As I See It
At last there is a plan to tackle plastic problem
Who would have thought a humble cauliflower would cause such a furore? A shopper’s objection to seeing sliced caulis sold in plastic bags at Marks & Spencer went viral on social media and has become a highlight of today’s statement by Theresa May on eradicating “needless” use of plastic packaging.
M&S has withdrawn the product – on sale at £2 when the same item can be bought at a corner shop grocer for 69p – after consumers made it clear that they saw it as symptomatic of the plastics problem. In another case yesterday there were complaints about a supermarket selling plastic-wrapped coconuts.
Mrs May’s pledge shows that at last Britain is determined to tackle the packaging waste issue. It’s an issue that was recently highlighted in this column on the back of the campaign to cut down on plastic straws. The Scottish government is now banning the sale of cotton buds.
Under Mrs May’s plans supermarkets will be urged to introduce “plastic-free” aisles, although Sainsbury’s CEO Mike Coupe has already said this is just tokenism. He may be right. It suggests a half-hearted attempt at dealing with the problem.
The introduction of more taxes on single-use items such as takeaway containers and coffee cups is not the answer. The extra cost may deter some from buying, but the real solution is to change the product and ban non-recyclable plastic containers.

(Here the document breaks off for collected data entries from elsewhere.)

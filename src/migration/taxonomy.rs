//! Stage 1: attribute sets, then attribute groups.

use super::baseline::BaselineSnapshot;
use super::identity::{EntityKind, IdentityMap, KeyIndex, build_identity_map};
use super::report::TableReport;
use super::stage::{MigrationContext, PendingRows, merge_keyed};
use crate::core::{IdentityKey, MigrateError, Record, Result, Value};
use crate::eav::{attribute_group, attribute_set};
use log::info;

/// Identity maps published by stage 1.
#[derive(Debug, Clone)]
pub struct TaxonomyMaps {
    pub sets: IdentityMap,
    pub groups: IdentityMap,
}

pub fn migrate_attribute_sets(
    ctx: &mut MigrationContext<'_>,
    baseline: &BaselineSnapshot,
) -> Result<(IdentityMap, TableReport)> {
    let target = ctx.open(attribute_set::TABLE)?;

    let mut pending = PendingRows::new(&target.name);
    for set in baseline.attribute_sets() {
        pending.push(IdentityKey::of(set, &attribute_set::KEY), set.clone());
    }

    let report = merge_keyed(ctx, &target, &attribute_set::KEY, pending)?;

    let written = KeyIndex::build(
        &ctx.destination_rows(&target)?,
        &attribute_set::KEY,
        attribute_set::ID,
    );
    let sets = build_identity_map(
        EntityKind::AttributeSet,
        baseline.attribute_sets(),
        attribute_set::ID,
        &attribute_set::KEY,
        &written,
    )?;

    info!(
        "'{}': {} rows written ({} merged, {} baseline-only)",
        target.name, report.written_rows, report.merged_rows, report.carried_rows
    );
    Ok((sets, report))
}

pub fn migrate_attribute_groups(
    ctx: &mut MigrationContext<'_>,
    baseline: &BaselineSnapshot,
    sets: &IdentityMap,
) -> Result<(IdentityMap, TableReport)> {
    // Resolve every baseline group's set before touching the table, so an
    // inconsistent baseline aborts without writing.
    let groups = baseline
        .attribute_groups()
        .iter()
        .map(|group| with_new_set(group, sets))
        .collect::<Result<Vec<_>>>()?;

    let target = ctx.open(attribute_group::TABLE)?;

    let mut pending = PendingRows::new(&target.name);
    for group in &groups {
        pending.push(IdentityKey::of(group, &attribute_group::KEY), group.clone());
    }

    let report = merge_keyed(ctx, &target, &attribute_group::KEY, pending)?;

    let written = KeyIndex::build(
        &ctx.destination_rows(&target)?,
        &attribute_group::KEY,
        attribute_group::ID,
    );
    // Keyed on (new set id, name): `groups` already carries the new set ids
    let group_map = build_identity_map(
        EntityKind::AttributeGroup,
        &groups,
        attribute_group::ID,
        &attribute_group::KEY,
        &written,
    )?;

    info!(
        "'{}': {} rows written ({} merged, {} baseline-only)",
        target.name, report.written_rows, report.merged_rows, report.carried_rows
    );
    Ok((group_map, report))
}

/// Copy of a baseline group pointing at its set's new id.
fn with_new_set(group: &Record, sets: &IdentityMap) -> Result<Record> {
    let old_set = group.get(attribute_group::SET_ID);
    let new_set = sets.resolve(old_set).ok_or_else(|| {
        MigrateError::InconsistentBaseline(format!(
            "baseline attribute group {} references attribute set {} which is not in the baseline",
            group.get(attribute_group::ID),
            old_set
        ))
    })?;
    let mut group = group.clone();
    group.set(attribute_group::SET_ID, Value::Integer(new_set));
    Ok(group)
}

Coffee drinkers are being encouraged to take their own cups to coffees shops and some retailers, including Pret A Manger, are behind this idea. It’s a good start. However, it has its limitations. The carrier bag levy may have seen shoppers go back to old-fashioned shopping bags, but they also have the advantage of being portable and shoppers generally carry bags full of shopping to their cars.

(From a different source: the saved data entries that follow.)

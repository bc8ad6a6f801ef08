// ============================================================================
// eav-migrate Library
// ============================================================================

pub mod config;
pub mod core;
pub mod eav;
pub mod migration;
pub mod progress;
pub mod storage;
pub mod transform;

// Re-export main types for convenience
pub use config::{JoinTableSpec, MigrationConfig, TableMapper};
pub use core::{DataType, Id, IdentityKey, MigrateError, Record, Result, RowIntent, TableSchema, Value};
pub use migration::{
    EavMigration, IdentityMap, MigrationOutcome, MigrationReport, TableReport, UnresolvedReference,
};
pub use progress::{LogProgress, ProgressSink, SilentProgress};
pub use storage::{InMemoryStore, RecordStore, SnapshotManager};
pub use transform::{FieldTransformer, MappingTransformer, TableRules, TransformRules};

Not so with cups. Many commuters buy their skinny lattes on the way to work. What are they – particularly men without a bag – supposed to do with their used cups? Also, coffee shops understandably object when asked to wash them out before or after use.
At least we are making some progress on this issue and the public is making its views known. It’s a classic example of how social media in particular can be put to good use.
But – and there is always a but – the clampdown has too many loopholes and Mrs May’s ban will not come into effect until 2042. With eight million tonnes of plastic reaching the sea every year that means a lot of dead wildlife will be paying for consumers’ waste for a long time yet.